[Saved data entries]
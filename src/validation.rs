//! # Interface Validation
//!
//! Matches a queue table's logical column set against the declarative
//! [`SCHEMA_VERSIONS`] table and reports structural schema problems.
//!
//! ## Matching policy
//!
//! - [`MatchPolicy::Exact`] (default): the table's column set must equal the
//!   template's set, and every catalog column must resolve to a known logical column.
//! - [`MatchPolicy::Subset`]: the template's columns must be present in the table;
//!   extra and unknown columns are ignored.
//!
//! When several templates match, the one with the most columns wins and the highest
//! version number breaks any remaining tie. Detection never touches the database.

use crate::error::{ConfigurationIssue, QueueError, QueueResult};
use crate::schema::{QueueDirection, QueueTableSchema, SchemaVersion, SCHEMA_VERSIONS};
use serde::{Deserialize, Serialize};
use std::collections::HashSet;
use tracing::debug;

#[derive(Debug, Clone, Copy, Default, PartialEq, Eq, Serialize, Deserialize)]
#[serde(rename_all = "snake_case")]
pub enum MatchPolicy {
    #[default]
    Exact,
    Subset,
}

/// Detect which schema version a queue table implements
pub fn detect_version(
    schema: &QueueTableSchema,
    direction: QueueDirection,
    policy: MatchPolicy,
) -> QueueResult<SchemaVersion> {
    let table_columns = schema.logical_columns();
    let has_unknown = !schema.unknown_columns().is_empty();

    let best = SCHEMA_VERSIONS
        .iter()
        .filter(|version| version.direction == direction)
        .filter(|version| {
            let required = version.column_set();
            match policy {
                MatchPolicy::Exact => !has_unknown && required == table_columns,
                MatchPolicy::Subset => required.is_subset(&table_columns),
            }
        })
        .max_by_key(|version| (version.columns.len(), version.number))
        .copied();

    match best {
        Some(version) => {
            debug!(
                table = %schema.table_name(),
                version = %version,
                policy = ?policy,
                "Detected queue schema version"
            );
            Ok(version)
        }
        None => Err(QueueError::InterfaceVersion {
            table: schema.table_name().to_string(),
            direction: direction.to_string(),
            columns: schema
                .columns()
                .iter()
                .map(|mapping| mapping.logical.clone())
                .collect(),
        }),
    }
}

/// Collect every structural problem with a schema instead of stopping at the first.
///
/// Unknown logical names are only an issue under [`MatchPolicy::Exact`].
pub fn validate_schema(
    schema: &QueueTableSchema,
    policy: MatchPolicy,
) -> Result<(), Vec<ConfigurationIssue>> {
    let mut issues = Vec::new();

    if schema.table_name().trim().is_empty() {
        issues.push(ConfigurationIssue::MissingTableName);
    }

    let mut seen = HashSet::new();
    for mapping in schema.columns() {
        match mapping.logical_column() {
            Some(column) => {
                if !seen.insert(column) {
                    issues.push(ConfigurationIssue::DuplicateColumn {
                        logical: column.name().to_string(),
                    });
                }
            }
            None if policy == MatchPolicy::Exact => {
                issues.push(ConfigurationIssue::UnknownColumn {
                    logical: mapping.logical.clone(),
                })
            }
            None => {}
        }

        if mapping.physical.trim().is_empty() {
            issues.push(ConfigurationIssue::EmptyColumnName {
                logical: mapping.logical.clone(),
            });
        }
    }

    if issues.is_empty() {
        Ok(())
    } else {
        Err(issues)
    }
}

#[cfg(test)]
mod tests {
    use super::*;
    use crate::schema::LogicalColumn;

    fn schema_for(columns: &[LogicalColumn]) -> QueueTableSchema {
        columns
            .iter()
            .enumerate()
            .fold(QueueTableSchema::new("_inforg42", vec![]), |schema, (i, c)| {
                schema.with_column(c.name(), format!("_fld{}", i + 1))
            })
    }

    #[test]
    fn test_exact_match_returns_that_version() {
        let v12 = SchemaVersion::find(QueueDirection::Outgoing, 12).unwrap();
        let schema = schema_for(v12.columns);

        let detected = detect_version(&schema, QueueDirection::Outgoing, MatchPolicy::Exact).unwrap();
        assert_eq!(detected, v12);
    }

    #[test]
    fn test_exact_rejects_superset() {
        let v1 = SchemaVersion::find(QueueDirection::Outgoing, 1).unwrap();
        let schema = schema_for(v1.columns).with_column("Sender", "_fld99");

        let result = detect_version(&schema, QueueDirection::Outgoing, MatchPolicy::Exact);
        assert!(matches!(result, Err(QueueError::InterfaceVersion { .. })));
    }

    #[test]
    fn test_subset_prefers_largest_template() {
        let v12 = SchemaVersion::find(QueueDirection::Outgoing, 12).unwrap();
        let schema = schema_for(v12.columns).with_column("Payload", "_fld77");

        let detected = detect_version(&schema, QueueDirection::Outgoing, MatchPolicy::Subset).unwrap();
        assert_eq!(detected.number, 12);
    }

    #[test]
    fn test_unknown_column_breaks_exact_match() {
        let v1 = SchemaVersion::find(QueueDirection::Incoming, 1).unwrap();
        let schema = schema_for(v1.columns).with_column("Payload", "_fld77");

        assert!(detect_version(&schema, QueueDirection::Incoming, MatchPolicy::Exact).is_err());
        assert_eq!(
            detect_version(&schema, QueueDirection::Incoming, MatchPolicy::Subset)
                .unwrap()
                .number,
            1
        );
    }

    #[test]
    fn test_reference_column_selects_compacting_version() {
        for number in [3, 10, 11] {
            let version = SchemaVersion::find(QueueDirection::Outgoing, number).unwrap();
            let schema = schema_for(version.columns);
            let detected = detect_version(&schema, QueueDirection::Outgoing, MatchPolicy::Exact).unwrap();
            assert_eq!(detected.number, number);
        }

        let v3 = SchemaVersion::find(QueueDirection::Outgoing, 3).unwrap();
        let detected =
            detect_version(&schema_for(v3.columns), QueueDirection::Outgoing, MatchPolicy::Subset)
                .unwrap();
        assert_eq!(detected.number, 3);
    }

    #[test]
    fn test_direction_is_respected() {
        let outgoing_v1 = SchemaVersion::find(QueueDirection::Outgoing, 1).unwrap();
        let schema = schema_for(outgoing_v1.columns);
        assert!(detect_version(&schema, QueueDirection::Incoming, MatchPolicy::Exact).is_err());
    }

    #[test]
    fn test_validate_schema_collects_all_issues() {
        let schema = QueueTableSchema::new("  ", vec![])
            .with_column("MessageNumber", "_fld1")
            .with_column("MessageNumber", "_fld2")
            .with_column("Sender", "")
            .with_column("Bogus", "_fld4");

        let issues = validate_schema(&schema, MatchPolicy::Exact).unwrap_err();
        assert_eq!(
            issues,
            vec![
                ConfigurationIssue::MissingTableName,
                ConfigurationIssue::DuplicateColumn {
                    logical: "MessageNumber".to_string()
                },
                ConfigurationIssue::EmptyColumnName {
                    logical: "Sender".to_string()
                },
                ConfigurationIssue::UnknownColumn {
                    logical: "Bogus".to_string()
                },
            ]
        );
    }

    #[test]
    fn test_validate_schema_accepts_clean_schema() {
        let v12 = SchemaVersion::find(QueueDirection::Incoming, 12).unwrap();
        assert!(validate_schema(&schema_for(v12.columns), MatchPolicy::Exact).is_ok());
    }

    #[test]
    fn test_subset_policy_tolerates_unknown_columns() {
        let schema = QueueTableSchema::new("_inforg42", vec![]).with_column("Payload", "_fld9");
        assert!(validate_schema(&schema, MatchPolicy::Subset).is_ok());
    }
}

• _TASK TO COMPLETE_
Report each line of the records that holds the word "every".

• _RESULT BELOW_
//!   template's set, and every catalog column must resolve to a known logical column.
/// Collect every structural problem with a schema instead of stopping at the first.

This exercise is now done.